'''
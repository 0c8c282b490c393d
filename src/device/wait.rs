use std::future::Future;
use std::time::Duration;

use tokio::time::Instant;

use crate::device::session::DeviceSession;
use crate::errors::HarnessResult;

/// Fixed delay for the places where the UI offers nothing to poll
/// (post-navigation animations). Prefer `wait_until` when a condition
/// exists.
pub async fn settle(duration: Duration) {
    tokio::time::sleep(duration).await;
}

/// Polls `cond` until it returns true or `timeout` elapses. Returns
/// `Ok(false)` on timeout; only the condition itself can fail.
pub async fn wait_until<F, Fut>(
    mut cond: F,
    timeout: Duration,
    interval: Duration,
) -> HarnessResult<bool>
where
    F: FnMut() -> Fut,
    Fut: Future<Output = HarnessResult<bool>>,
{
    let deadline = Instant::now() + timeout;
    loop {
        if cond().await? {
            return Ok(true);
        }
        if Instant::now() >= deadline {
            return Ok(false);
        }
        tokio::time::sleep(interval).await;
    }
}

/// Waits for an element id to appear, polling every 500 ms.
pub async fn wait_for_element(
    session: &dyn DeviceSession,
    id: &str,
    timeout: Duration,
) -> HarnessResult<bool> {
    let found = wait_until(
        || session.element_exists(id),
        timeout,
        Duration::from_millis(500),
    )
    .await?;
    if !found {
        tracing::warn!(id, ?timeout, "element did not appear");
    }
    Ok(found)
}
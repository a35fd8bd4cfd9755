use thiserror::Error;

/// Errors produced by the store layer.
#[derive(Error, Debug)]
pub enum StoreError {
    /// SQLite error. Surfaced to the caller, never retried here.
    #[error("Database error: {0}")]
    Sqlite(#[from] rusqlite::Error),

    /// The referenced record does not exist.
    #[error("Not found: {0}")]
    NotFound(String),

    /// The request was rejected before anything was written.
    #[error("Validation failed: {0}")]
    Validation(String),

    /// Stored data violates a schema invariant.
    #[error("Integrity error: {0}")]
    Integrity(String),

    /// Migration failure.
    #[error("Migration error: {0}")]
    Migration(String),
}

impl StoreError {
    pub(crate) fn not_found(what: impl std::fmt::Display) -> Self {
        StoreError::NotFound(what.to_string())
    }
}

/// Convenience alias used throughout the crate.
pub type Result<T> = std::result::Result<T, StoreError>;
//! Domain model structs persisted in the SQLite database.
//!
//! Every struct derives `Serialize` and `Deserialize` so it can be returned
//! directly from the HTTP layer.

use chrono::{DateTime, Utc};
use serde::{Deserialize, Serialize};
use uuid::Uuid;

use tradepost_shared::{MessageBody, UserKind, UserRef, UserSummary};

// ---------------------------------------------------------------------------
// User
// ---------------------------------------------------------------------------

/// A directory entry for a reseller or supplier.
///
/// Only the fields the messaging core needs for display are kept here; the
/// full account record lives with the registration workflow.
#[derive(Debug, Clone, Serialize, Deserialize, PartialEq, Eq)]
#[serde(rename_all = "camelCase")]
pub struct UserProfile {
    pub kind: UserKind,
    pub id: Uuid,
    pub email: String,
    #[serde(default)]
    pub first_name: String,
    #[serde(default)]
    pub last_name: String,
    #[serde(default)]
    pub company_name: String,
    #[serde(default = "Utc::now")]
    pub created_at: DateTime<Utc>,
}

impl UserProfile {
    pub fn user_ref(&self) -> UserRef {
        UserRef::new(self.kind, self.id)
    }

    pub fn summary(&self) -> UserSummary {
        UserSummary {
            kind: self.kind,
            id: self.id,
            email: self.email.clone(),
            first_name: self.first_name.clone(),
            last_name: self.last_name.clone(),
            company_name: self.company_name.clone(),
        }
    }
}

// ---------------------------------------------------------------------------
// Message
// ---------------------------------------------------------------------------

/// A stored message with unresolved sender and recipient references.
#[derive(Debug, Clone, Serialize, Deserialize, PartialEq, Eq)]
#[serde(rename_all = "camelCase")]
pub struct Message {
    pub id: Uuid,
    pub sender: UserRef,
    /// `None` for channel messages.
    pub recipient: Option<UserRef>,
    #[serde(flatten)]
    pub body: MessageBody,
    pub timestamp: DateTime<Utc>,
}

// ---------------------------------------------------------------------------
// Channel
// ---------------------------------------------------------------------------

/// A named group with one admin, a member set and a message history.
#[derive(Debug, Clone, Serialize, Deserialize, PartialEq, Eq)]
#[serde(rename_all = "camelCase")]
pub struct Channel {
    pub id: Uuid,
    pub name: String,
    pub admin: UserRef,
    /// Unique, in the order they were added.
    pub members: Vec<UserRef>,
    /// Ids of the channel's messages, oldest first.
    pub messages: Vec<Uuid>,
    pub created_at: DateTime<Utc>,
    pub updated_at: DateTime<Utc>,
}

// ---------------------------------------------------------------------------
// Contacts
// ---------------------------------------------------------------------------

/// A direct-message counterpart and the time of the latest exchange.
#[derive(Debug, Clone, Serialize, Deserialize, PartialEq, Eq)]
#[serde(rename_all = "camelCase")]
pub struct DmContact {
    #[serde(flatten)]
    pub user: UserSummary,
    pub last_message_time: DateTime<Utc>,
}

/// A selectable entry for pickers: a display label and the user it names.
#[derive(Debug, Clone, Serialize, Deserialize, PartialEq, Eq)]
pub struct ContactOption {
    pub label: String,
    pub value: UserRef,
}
'''
WHAT YOU HAVE TO DO: Check each line of the records above for "layer", and copy those that have it.

RESULT FOR THIS EXERCISE:
/// Errors produced by the store layer.
//! directly from the HTTP layer.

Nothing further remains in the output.